Article 142 has been repeatedly used by the Supreme Court not just to overturn laws passed by elected majorities, but to supplant legislature-created laws with its own laws. Nowhere in the civilised world do courts enjoy the right to make law. Unelected judges can overturn laws made by the legislature, but can unelected judges make a law that ranks in the same league as laws passed by popular mandate?
Another contestable assertion of the CJI was his reference to populism, where he talks about “populist onslaughts on the independence of the judiciary”.
In India, one has seen no populist onslaught against the judiciary; in fact, one can argue the exact opposite: that the judiciary is itself occasionally pandering to populism by taking on cases like how cricket should be run (involving changes in how the Board of Control for Cricket in India should be administered) or how the Ganga should be cleaned, or whether SUVs entering Delhi should be taxed more because of pollution. Taxation, surely, was never intended to be a judicial right.

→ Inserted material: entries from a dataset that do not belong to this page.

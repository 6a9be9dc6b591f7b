//! # Barrier Synchronizer
//!
//! Generates the per-engine command stream that keeps N independently
//! executing engines in lock-step around the shared hardware state.
//!
//! ## Protocol
//!
//! ```text
//!   engine i                                   semaphore memory
//!   ─────────────────────────────────          ─────────────────────
//!   prolog
//!   LRI watchdog threshold, enable
//!   for k in 0..N: S[k] += 1          ───────▶ S[0..N]     (entry)
//!   wait S[i] == N
//!   ── hardware state (populator) ──
//!   flush
//!   for k in 0..N: SAdd[k] += 1       ───────▶ SAdd[0..N]  (exit)
//!   wait SAdd[i] == N
//!   status tag, sync flush
//!   LRI watchdog disable
//!   S[i] = 0, SAdd[i] = 0             ───────▶ own slots only
//!   batch buffer end
//! ```
//!
//! Every engine adds one to every slot, so an engine's own slot reaches N
//! exactly when all N engines have arrived. An engine's slots receive no
//! further increments once it has passed the exit wait, which makes the
//! self-reset race free. Nothing here runs on the host; the protocol only
//! exists as commands inside the streams.

use alloc::vec::Vec;

use vebox_hal::{
    CommandBuffer, CompareOp, Dimensions, Error, HardwareProfile, MiCommand, Result, SemaphoreHandle,
    WatchdogRegisters,
};

/// Barrier for one frame over a fixed set of engines
#[derive(Debug, Clone, PartialEq, Eq)]
pub struct BarrierSynchronizer {
    entry: Vec<SemaphoreHandle>,
    exit: Vec<SemaphoreHandle>,
    registers: WatchdogRegisters,
    threshold: u32,
}

impl BarrierSynchronizer {
    /// Barrier over `entry.len()` engines for a frame rendered to `target`
    pub fn new(
        profile: &HardwareProfile,
        target: Dimensions,
        entry: &[SemaphoreHandle],
        exit: &[SemaphoreHandle],
    ) -> Result<Self> {
        let engines = entry.len();
        if engines == 0 || engines != exit.len() || engines > profile.max_engines as usize {
            log::warn!(
                "vebox: barrier over {} entry / {} exit slots rejected",
                engines,
                exit.len()
            );
            return Err(Error::InvalidParameter);
        }

        let threshold = profile.watchdog_threshold(target, engines as u32);
        log::debug!(
            "vebox: barrier over {} engines, watchdog threshold {} ticks",
            engines,
            threshold
        );

        Ok(Self {
            entry: entry.to_vec(),
            exit: exit.to_vec(),
            registers: profile.watchdog,
            threshold,
        })
    }

    /// Participating engines
    pub fn engine_count(&self) -> u32 {
        self.entry.len() as u32
    }

    /// Watchdog threshold programmed into every stream
    pub fn watchdog_threshold(&self) -> u32 {
        self.threshold
    }

    fn check_engine(&self, engine: u32) -> Result<usize> {
        let index = engine as usize;
        if index >= self.entry.len() {
            return Err(Error::InvalidParameter);
        }
        Ok(index)
    }

    /// Program and start the watchdog
    pub fn arm_watchdog(&self, cb: &mut CommandBuffer) -> Result<()> {
        cb.push(MiCommand::LoadRegisterImm {
            register: self.registers.threshold,
            value: self.threshold,
        })?;
        cb.push(MiCommand::LoadRegisterImm {
            register: self.registers.control,
            value: self.registers.enable_value,
        })
    }

    /// Stop the watchdog
    pub fn disarm_watchdog(&self, cb: &mut CommandBuffer) -> Result<()> {
        cb.push(MiCommand::LoadRegisterImm {
            register: self.registers.control,
            value: self.registers.disable_value,
        })
    }

    fn rendezvous(&self, slots: &[SemaphoreHandle], index: usize, cb: &mut CommandBuffer) -> Result<()> {
        for &semaphore in slots {
            cb.push(MiCommand::AtomicIncrement { semaphore })?;
        }
        cb.push(MiCommand::SemaphoreWait {
            semaphore: slots[index],
            value: self.engine_count(),
            compare: CompareOp::Equal,
        })
    }

    /// Entry barrier for `engine`
    pub fn enter(&self, engine: u32, cb: &mut CommandBuffer) -> Result<()> {
        let index = self.check_engine(engine)?;
        self.rendezvous(&self.entry, index, cb)
    }

    /// Exit barrier for `engine`
    pub fn exit(&self, engine: u32, cb: &mut CommandBuffer) -> Result<()> {
        let index = self.check_engine(engine)?;
        self.rendezvous(&self.exit, index, cb)
    }

    /// Zero `engine`'s own entry and exit slots
    ///
    /// Must only be emitted after [`BarrierSynchronizer::exit`].
    pub fn reset_own_slots(&self, engine: u32, cb: &mut CommandBuffer) -> Result<()> {
        let index = self.check_engine(engine)?;
        cb.push(MiCommand::StoreDataImm {
            semaphore: self.entry[index],
            value: 0,
        })?;
        cb.push(MiCommand::StoreDataImm {
            semaphore: self.exit[index],
            value: 0,
        })
    }

    /// Complete stream for `engine`, with `populate` writing the shared state
    pub fn build_stream<F>(
        &self,
        engine: u32,
        sync_tag: u32,
        cb: &mut CommandBuffer,
        populate: F,
    ) -> Result<()>
    where
        F: FnOnce(&mut CommandBuffer) -> Result<()>,
    {
        self.check_engine(engine)?;

        cb.push(MiCommand::Prolog { engine })?;
        self.arm_watchdog(cb)?;
        self.enter(engine, cb)?;

        populate(cb)?;
        cb.push(MiCommand::FlushDw { sync_tag: None })?;

        self.exit(engine, cb)?;
        cb.push(MiCommand::StatusTag)?;
        cb.push(MiCommand::FlushDw {
            sync_tag: Some(sync_tag),
        })?;
        self.disarm_watchdog(cb)?;
        self.reset_own_slots(engine, cb)?;
        cb.push(MiCommand::BatchBufferEnd)
    }
}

The Supreme Court has been happy to take up scores of public interest litigations (PILs), many filed by ideologues like Prashant Bhushan or others of his ilk. It appears as if the judiciary is sometimes keener to adopt this unconventional way of rendering justice than in the mainstream cases that come up before the court.
PILs have become so rampant, that in a judgement last year, Justice D Y Chandrachud came down harshly upon it: “It is travesty of justice for the resources of the legal system to be consumed by an avalanche of misdirected petitions purportedly filed in the public interest which, upon due scrutiny, are found to promote a personal, business or political agenda. This has spawned an industry of vested interests in litigation.” PILs, said Justice Chandrachud, had already “seriously denuded the efficacy of the judicial system by detracting from the ability of the court to devote its time and resources to cases which legitimately require attention.” (Italics mine).

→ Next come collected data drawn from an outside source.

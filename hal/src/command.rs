//! # Command Streams
//!
//! Symbolic model of the memory-interface (MI) commands the pipeline emits
//! around the hardware-specific VEBOX state.
//!
//! Only the commands that take part in cross-engine ordering are spelled
//! out. The opaque VEBOX/SFC/DI-IECP state written by the external populator
//! is represented by [`MiCommand::HardwareState`] with its dword footprint.

use alloc::vec::Vec;

use crate::error::{Error, Result};
use crate::submit::SubmissionType;
use crate::types::{CommandBufferHandle, SemaphoreHandle};

// =============================================================================
// COMMANDS
// =============================================================================

/// Semaphore-wait comparison
#[derive(Debug, Clone, Copy, PartialEq, Eq, Hash)]
pub enum CompareOp {
    /// Memory value equals the inline value
    Equal,
    /// Memory value is greater than or equal to the inline value
    GreaterOrEqual,
}

impl CompareOp {
    /// Evaluate the comparison against a memory value
    pub const fn holds(self, memory: u32, value: u32) -> bool {
        match self {
            CompareOp::Equal => memory == value,
            CompareOp::GreaterOrEqual => memory >= value,
        }
    }
}

/// One command in a per-engine stream
#[derive(Debug, Clone, Copy, PartialEq, Eq)]
pub enum MiCommand {
    /// Generic prolog carrying the virtual-engine hint
    Prolog {
        /// Engine the stream is bound to
        engine: u32,
    },
    /// Atomic `+= 1` on a semaphore dword
    AtomicIncrement {
        /// Target semaphore
        semaphore: SemaphoreHandle,
    },
    /// Polling wait until the semaphore satisfies `compare` against `value`
    SemaphoreWait {
        /// Semaphore to poll
        semaphore: SemaphoreHandle,
        /// Inline comparison value
        value: u32,
        /// Comparison
        compare: CompareOp,
    },
    /// Write an immediate into an MMIO register
    LoadRegisterImm {
        /// Register offset
        register: u32,
        /// Value
        value: u32,
    },
    /// Write an immediate into a semaphore dword
    StoreDataImm {
        /// Target semaphore
        semaphore: SemaphoreHandle,
        /// Value
        value: u32,
    },
    /// Opaque VEBOX state, surfaces, SFC and DI/IECP commands
    HardwareState {
        /// Engine the state was written for
        engine: u32,
        /// Dword footprint of the region
        dwords: u32,
    },
    /// Flush with an optional post-sync tag write
    FlushDw {
        /// Tag written on completion
        sync_tag: Option<u32>,
    },
    /// GPU status tag for tag-based completion tracking
    StatusTag,
    /// No operation
    Noop,
    /// End of the batch
    BatchBufferEnd,
}

impl MiCommand {
    /// Dword footprint used for capacity accounting
    pub const fn dwords(&self) -> u32 {
        match self {
            MiCommand::Prolog { .. } => 16,
            MiCommand::AtomicIncrement { .. } => 11,
            MiCommand::SemaphoreWait { .. } => 5,
            MiCommand::LoadRegisterImm { .. } => 3,
            MiCommand::StoreDataImm { .. } => 4,
            MiCommand::HardwareState { dwords, .. } => *dwords,
            MiCommand::FlushDw { .. } => 5,
            MiCommand::StatusTag => 5,
            MiCommand::Noop => 1,
            MiCommand::BatchBufferEnd => 1,
        }
    }

    /// Semaphore touched by this command, if any
    pub const fn semaphore(&self) -> Option<SemaphoreHandle> {
        match self {
            MiCommand::AtomicIncrement { semaphore }
            | MiCommand::SemaphoreWait { semaphore, .. }
            | MiCommand::StoreDataImm { semaphore, .. } => Some(*semaphore),
            _ => None,
        }
    }
}

// =============================================================================
// COMMAND BUFFER
// =============================================================================

/// A per-engine command buffer
#[derive(Debug, Clone, PartialEq, Eq)]
pub struct CommandBuffer {
    handle: CommandBufferHandle,
    engine: u32,
    capacity_dwords: u32,
    used_dwords: u32,
    commands: Vec<MiCommand>,
    submission: SubmissionType,
}

impl CommandBuffer {
    /// Create an empty buffer of `capacity_bytes`
    pub fn new(handle: CommandBufferHandle, engine: u32, capacity_bytes: u32) -> Self {
        Self {
            handle,
            engine,
            capacity_dwords: capacity_bytes / 4,
            used_dwords: 0,
            commands: Vec::new(),
            submission: SubmissionType::empty(),
        }
    }

    /// Append a command
    pub fn push(&mut self, cmd: MiCommand) -> Result<()> {
        let needed = cmd.dwords();
        if u64::from(needed) * 4 > u64::from(self.remaining_bytes()) {
            log::warn!(
                "vebox: command buffer for engine {} full ({} bytes left, {} needed)",
                self.engine,
                self.remaining_bytes(),
                u64::from(needed) * 4
            );
            return Err(Error::CommandBufferFull);
        }

        #[cfg(feature = "debug")]
        log::trace!("vebox: engine {} <- {:?}", self.engine, cmd);

        self.used_dwords += needed;
        self.commands.push(cmd);
        Ok(())
    }

    /// Drop all recorded commands, keep the allocation
    pub fn reset(&mut self) {
        self.commands.clear();
        self.used_dwords = 0;
        self.submission = SubmissionType::empty();
    }

    /// Buffer handle
    pub fn handle(&self) -> CommandBufferHandle {
        self.handle
    }

    /// Engine this buffer executes on
    pub fn engine(&self) -> u32 {
        self.engine
    }

    /// Recorded commands
    pub fn commands(&self) -> &[MiCommand] {
        &self.commands
    }

    /// Remaining space in bytes
    pub fn remaining_bytes(&self) -> u32 {
        (self.capacity_dwords - self.used_dwords) * 4
    }

    /// Submission tag
    pub fn submission_type(&self) -> SubmissionType {
        self.submission
    }

    /// Set the submission tag
    pub fn set_submission_type(&mut self, submission: SubmissionType) {
        self.submission = submission;
    }

    /// Check whether the last command ends the batch
    pub fn is_terminated(&self) -> bool {
        matches!(self.commands.last(), Some(MiCommand::BatchBufferEnd))
    }
}

#[cfg(test)]
mod tests {
    use super::*;

    #[test]
    fn test_capacity_is_enforced() {
        let mut cb = CommandBuffer::new(CommandBufferHandle::new(1), 0, 64);
        cb.push(MiCommand::Prolog { engine: 0 }).unwrap();
        assert_eq!(cb.remaining_bytes(), 0);
        assert_eq!(cb.push(MiCommand::Noop), Err(Error::CommandBufferFull));
        assert_eq!(cb.commands().len(), 1);
    }

    #[test]
    fn test_reset_keeps_identity() {
        let mut cb = CommandBuffer::new(CommandBufferHandle::new(9), 2, 4096);
        cb.push(MiCommand::BatchBufferEnd).unwrap();
        cb.set_submission_type(SubmissionType::SINGLE_PIPE);
        assert!(cb.is_terminated());
        cb.reset();
        assert!(cb.commands().is_empty());
        assert!(cb.submission_type().is_empty());
        assert_eq!(cb.engine(), 2);
        assert_eq!(cb.handle(), CommandBufferHandle::new(9));
    }

    #[test]
    fn test_compare_ops() {
        assert!(CompareOp::Equal.holds(4, 4));
        assert!(!CompareOp::Equal.holds(5, 4));
        assert!(CompareOp::GreaterOrEqual.holds(5, 4));
    }
}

In another case, the court fined one obsessive PIL-ster, who filed 64 PILs, Rs 25 lakh for wasting the time of the court with his deluge.
The question really is simple: why would there be a flood of PILs if the judiciary were really more selective about what kind of PILs it will entertain? It is this ambiguity, and possibly the idea that PILs tend to generate more publicity than regular cases, that may have been behind the judiciary’s willingness to consider so many PILs in the past. Maybe, this willingness is changing now, but as long as the PIL remains a shortcut to generating high media interest, it is difficult to reject the idea that PILs are a form of judicial populism or that the judiciary is reluctant to cut down on these cases.
CJI Gogoi’s observations at the SCO meeting of judges seems partly misdirected and a bit out of tune with Indian realities. A large part of the threat to the judiciary’s independence actually comes from within, from the roles the apex court has chosen for itself as against the roles that are legitimately its own.